Perhaps significantly, none of the painters represented in the show were born in Berlin. Ricarda Fischer, Joachim Peeck and Yana Yo came to Berlin to study at the Hochschule der Kunste, all studied there with the neo-Expessionist painter Karl Horst Hodicke, and all stayed on. Michael Morris and Vincent Trasov, on the other hand, moved to Berlin a few years ago from Vancouver, where they were founders and moving spirits of the neo dada Western Front Society. With the exception of Morris (who was born in 1942), all the artists are baby boomers.

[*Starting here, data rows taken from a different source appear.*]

//! # Utility Modules
//!
//! Supporting utilities for logging, traffic metrics and timing.
//!
//! ## Components
//! - **Logging**: structured logging configuration
//! - **Metrics**: shared traffic counters and the trailing-window sampler
//! - **Timeout**: async timeout wrapper and interval constants

pub mod logging;
pub mod metrics;
pub mod timeout;

pub use metrics::{NetworkMetricsSampler, TrafficCounters};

At first glance, the work in this show is an uncomfortable tumble of information with few unifying traits. The large, lavishly expressive abstractions of Fischer and Yo seem worlds apart from Trasov’s quietly intense collages of scorched paper. Morris’ cheerily bright, languorous watercolours of nude men contrast sharply with Peeck’s crude blinks at Berlin’s gay subculture.

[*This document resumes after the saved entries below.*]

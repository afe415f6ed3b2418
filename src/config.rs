//! # Configuration Management
//!
//! Centralized configuration for the CoT client engine.
//!
//! This module provides structured configuration for the coordinator, the
//! reconnect supervisor, the framer guardrails, health scoring, metrics
//! sampling, certificate enrollment and logging.
//!
//! ## Configuration Sources
//! - TOML files via `from_file()`
//! - Direct instantiation with defaults
//! - Environment overrides via `from_env()` (`TAKSTREAM_*`)
//!
//! Durations are written as integer milliseconds.

use crate::error::{ProtocolError, Result};
use crate::utils::timeout;
use serde::{Deserialize, Serialize};
use std::fs::File;
use std::io::Read;
use std::path::Path;
use std::time::Duration;
use tracing::Level;

/// Soft limit for unconsumed framer input before a warning is logged.
pub const FRAMER_WARN_THRESHOLD: usize = 100 * 1024;

/// Hard limit for unconsumed framer input; the buffer is cleared above it.
pub const FRAMER_MAX_BUFFER: usize = 1024 * 1024;

/// Default per-server outbound queue capacity.
pub const DEFAULT_QUEUE_CAPACITY: usize = 1000;

/// Default number of drain retries before a queued message is dropped.
pub const DEFAULT_MAX_RETRIES: u32 = 3;

/// Default TAK streaming port for TLS connections.
pub const DEFAULT_STREAMING_PORT: u16 = 8089;

/// Default TAK enrollment port.
pub const DEFAULT_ENROLLMENT_PORT: u16 = 8446;

/// Main engine configuration containing all configurable settings
#[derive(Debug, Clone, Deserialize, Serialize, Default)]
pub struct EngineConfig {
    #[serde(default)]
    pub coordinator: CoordinatorConfig,

    #[serde(default)]
    pub reconnect: ReconnectConfig,

    #[serde(default)]
    pub framer: FramerConfig,

    #[serde(default)]
    pub health: HealthConfig,

    #[serde(default)]
    pub metrics: MetricsConfig,

    #[serde(default)]
    pub enrollment: EnrollmentConfig,

    #[serde(default)]
    pub logging: LoggingConfig,
}

impl EngineConfig {
    /// Load configuration from a TOML file
    pub fn from_file<P: AsRef<Path>>(path: P) -> Result<Self> {
        let mut file = File::open(path)
            .map_err(|e| ProtocolError::ConfigError(format!("Failed to open config file: {e}")))?;

        let mut contents = String::new();
        file.read_to_string(&mut contents)
            .map_err(|e| ProtocolError::ConfigError(format!("Failed to read config file: {e}")))?;

        Self::from_toml(&contents)
    }

    /// Load configuration from TOML string
    pub fn from_toml(content: &str) -> Result<Self> {
        toml::from_str::<Self>(content)
            .map_err(|e| ProtocolError::ConfigError(format!("Failed to parse TOML: {e}")))
    }

    /// Load configuration from environment variables on top of the defaults
    pub fn from_env() -> Result<Self> {
        let mut config = Self::default();

        if let Ok(timeout) = std::env::var("TAKSTREAM_CONNECT_TIMEOUT_MS") {
            if let Ok(val) = timeout.parse::<u64>() {
                config.coordinator.connect_timeout = Duration::from_millis(val);
            }
        }

        if let Ok(capacity) = std::env::var("TAKSTREAM_QUEUE_CAPACITY") {
            if let Ok(val) = capacity.parse::<usize>() {
                config.coordinator.queue_capacity = val;
            }
        }

        if let Ok(retries) = std::env::var("TAKSTREAM_MAX_RETRIES") {
            if let Ok(val) = retries.parse::<u32>() {
                config.coordinator.max_retries = val;
            }
        }

        if let Ok(flag) = std::env::var("TAKSTREAM_AUTO_RECONNECT") {
            if let Ok(val) = flag.parse::<bool>() {
                config.reconnect.enabled = val;
            }
        }

        if let Ok(uid) = std::env::var("TAKSTREAM_CLIENT_UID") {
            config.enrollment.client_uid = uid;
        }

        if let Ok(level) = std::env::var("TAKSTREAM_LOG_LEVEL") {
            config.logging.log_level = level.parse::<Level>().map_err(|_| {
                ProtocolError::ConfigError(format!("Invalid log level: {level}"))
            })?;
        }

        Ok(config)
    }

    /// Apply overrides to the default configuration
    pub fn default_with_overrides<F>(mutator: F) -> Self
    where
        F: FnOnce(&mut Self),
    {
        let mut config = Self::default();
        mutator(&mut config);
        config
    }

    /// Generate example configuration file content
    pub fn example_config() -> String {
        toml::to_string_pretty(&Self::default())
            .unwrap_or_else(|_| String::from("# Failed to generate example config"))
    }

    /// Save configuration to a file
    pub fn save_to_file<P: AsRef<Path>>(&self, path: P) -> Result<()> {
        let content = toml::to_string_pretty(self)
            .map_err(|e| ProtocolError::ConfigError(format!("Failed to serialize config: {e}")))?;

        std::fs::write(path, content)
            .map_err(|e| ProtocolError::ConfigError(format!("Failed to write config file: {e}")))?;

        Ok(())
    }

    /// Validate the configuration for common issues and misconfigurations
    ///
    /// Returns a list of validation errors. Empty list means configuration is valid.
    pub fn validate(&self) -> Vec<String> {
        let mut errors = Vec::new();
        errors.extend(self.coordinator.validate());
        errors.extend(self.reconnect.validate());
        errors.extend(self.framer.validate());
        errors.extend(self.health.validate());
        errors.extend(self.metrics.validate());
        errors.extend(self.enrollment.validate());
        errors.extend(self.logging.validate());
        errors
    }

    /// Validate and return Result - convenience method
    pub fn validate_strict(&self) -> Result<()> {
        let errors = self.validate();
        if errors.is_empty() {
            Ok(())
        } else {
            Err(ProtocolError::ConfigError(format!(
                "Configuration validation failed:\n  - {}",
                errors.join("\n  - ")
            )))
        }
    }
}

/// Multi-server coordinator settings
#[derive(Debug, Clone, Deserialize, Serialize)]
#[serde(default)]
pub struct CoordinatorConfig {
    /// Upper bound for `add_connection`
    #[serde(with = "duration_serde")]
    pub connect_timeout: Duration,

    /// Period of the background queue drain
    #[serde(with = "duration_serde")]
    pub drain_interval: Duration,

    /// Maximum queued messages per server
    pub queue_capacity: usize,

    /// Failed drain attempts tolerated before a message is dropped
    pub max_retries: u32,

    /// Depth of each channel's outbound writer queue
    pub writer_queue_depth: usize,
}

impl Default for CoordinatorConfig {
    fn default() -> Self {
        Self {
            connect_timeout: timeout::DEFAULT_TIMEOUT,
            drain_interval: timeout::DRAIN_INTERVAL,
            queue_capacity: DEFAULT_QUEUE_CAPACITY,
            max_retries: DEFAULT_MAX_RETRIES,
            writer_queue_depth: 256,
        }
    }
}

impl CoordinatorConfig {
    pub fn validate(&self) -> Vec<String> {
        let mut errors = Vec::new();

        if self.connect_timeout.as_millis() < 100 {
            errors.push("Connection timeout too short (minimum: 100ms)".to_string());
        } else if self.connect_timeout.as_secs() > 300 {
            errors.push("Connection timeout too long (maximum: 300s)".to_string());
        }

        if self.drain_interval.as_millis() < 10 {
            errors.push("Drain interval too short (minimum: 10ms)".to_string());
        } else if self.drain_interval.as_secs() > 60 {
            errors.push("Drain interval too long (maximum: 60s)".to_string());
        }

        if self.queue_capacity == 0 {
            errors.push("Queue capacity must be greater than 0".to_string());
        } else if self.queue_capacity > 1_000_000 {
            errors.push(format!(
                "Queue capacity too large: {} (max recommended: 1,000,000)",
                self.queue_capacity
            ));
        }

        if self.writer_queue_depth == 0 {
            errors.push("Writer queue depth must be greater than 0".to_string());
        }

        errors
    }
}

/// Automatic reconnection after an unexpected disconnect
#[derive(Debug, Clone, Deserialize, Serialize)]
#[serde(default)]
pub struct ReconnectConfig {
    /// Whether to automatically reconnect on connection loss
    pub enabled: bool,

    /// Maximum number of reconnect attempts before giving up
    pub max_attempts: u32,

    /// Delay before the first attempt; doubled on each further attempt
    #[serde(with = "duration_serde")]
    pub initial_delay: Duration,

    /// Ceiling for the backoff delay
    #[serde(with = "duration_serde")]
    pub max_delay: Duration,
}

impl Default for ReconnectConfig {
    fn default() -> Self {
        Self {
            enabled: true,
            max_attempts: 5,
            initial_delay: Duration::from_secs(1),
            max_delay: Duration::from_secs(30),
        }
    }
}

impl ReconnectConfig {
    pub fn validate(&self) -> Vec<String> {
        let mut errors = Vec::new();

        if self.enabled && self.max_attempts == 0 {
            errors.push(
                "Max reconnect attempts must be greater than 0 when reconnect is enabled"
                    .to_string(),
            );
        }

        if self.initial_delay.as_millis() < 10 {
            errors.push("Reconnect delay too short (minimum: 10ms)".to_string());
        }

        if self.max_delay < self.initial_delay {
            errors.push("Reconnect max delay cannot be shorter than the initial delay".to_string());
        }

        errors
    }

    /// Backoff before attempt `attempt` (zero-based), before jitter.
    pub fn backoff(&self, attempt: u32) -> Duration {
        let factor = 1u32.checked_shl(attempt.min(16)).unwrap_or(u32::MAX);
        self.initial_delay
            .checked_mul(factor)
            .unwrap_or(self.max_delay)
            .min(self.max_delay)
    }
}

Similarly, Hanna Frenzel’s serenely abstract videotape called Suspension (1984) and Walter Gramming’s harrowing rock ‘n’ roll fantasia called La Loora (1982-1983) could come from two different planets.

But whatever their stylistic differences, says Falk in his excited catalogue introduction, these artists share at least one thing: a strategy he calls “scratch practice.” To “scratch” is to chip away at the wall-dividing high and popular culture, with a view to creating “a language of the moment, engaging real time in the creation of culture.”

To be sure, most of what’s here illustrates the use-once, throw-away Kleenex culture of Berlin, its obsession with popular entertainment, its nihilism, and so on — or at least it illustrates the Berlin myth that’s been around for decades (remember Cabaret?). In his catalogue over-view of the Berlin art scene, art scholar – Jurgen Schweinebraden has much to say about the “tension and contradiction” in the “city on the edge of the abyss,” the “sensuality of intense anger, mixed with the delight of painting,” which we are supposed to see in these pictures. And sure enough, the work in the show matches this heated description, point for point.

In fact, that’s the unsettling thing about it all: the works of the Germans here fit almost too perfectly the popular North American myth of Berlin, as a hotbed of anxious decadence, empty rebellion and mass badness. Which is coming first here, the myth or the art? Are these pictures merely ads pitched to tourists, or are they examples of a fundamentally new kind of radical artistic practice?

Falk, who has seen much more of this art than we have been given here, has apparently made up his mind on the matter. But for the rest of us to decide what we think about “scratch practice,” we need more information. It would be useful to see more work by these five artists and others in their network (especially Matthias Wagner), together with pictures by their mentors in the Berlin scene, such as K.H. Hodicke, Helmut Middendorf and Bernd Koberling. While this show is surely a beginning, in terms of exposing the newest Berlin image making in Canada, it is only a warm-up for the thorough Berlin show we are still waiting for.

The best things here have nothing to do with Berlin culture, and everything to do with sound, straightforward art-making: Vincent Trasov’s dark collages of burned paper.